*The task*.
Find and copy each line in the material below where the string "Deserialize" occurs.

*** Begin section ***

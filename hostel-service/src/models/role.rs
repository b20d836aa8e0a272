use serde::{Deserialize, Serialize};
use std::fmt;
use std::str::FromStr;

/// Caller role. Declaration order is the privilege order, so the derived
/// `Ord` gives `Student < Manager < Owner < Admin`.
#[derive(Debug, Clone, Copy, PartialEq, Eq, PartialOrd, Ord, Hash, Serialize, Deserialize)]
#[serde(rename_all = "SCREAMING_SNAKE_CASE")]
pub enum Role {
    Student,
    Manager,
    Owner,
    Admin,
}

impl Role {
    pub fn as_str(&self) -> &'static str {
        match self {
            Role::Student => "STUDENT",
            Role::Manager => "MANAGER",
            Role::Owner => "OWNER",
            Role::Admin => "ADMIN",
        }
    }

    /// True when this role is at or above `required`.
    pub fn satisfies(&self, required: Role) -> bool {
        *self >= required
    }
}

impl fmt::Display for Role {
    fn fmt(&self, f: &mut fmt::Formatter<'_>) -> fmt::Result {
        f.write_str(self.as_str())
    }
}

impl FromStr for Role {
    type Err = String;

    fn from_str(s: &str) -> Result<Self, Self::Err> {
        match s.trim().to_uppercase().as_str() {
            "STUDENT" => Ok(Role::Student),
            "MANAGER" => Ok(Role::Manager),
            "OWNER" => Ok(Role::Owner),
            "ADMIN" => Ok(Role::Admin),
            _ => Err(format!("Invalid role: {}", s)),
        }
    }
}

*** End section ***

*Solution to this task*.
use serde::{Deserialize, Serialize};
#[derive(Debug, Clone, Copy, PartialEq, Eq, PartialOrd, Ord, Hash, Serialize, Deserialize)]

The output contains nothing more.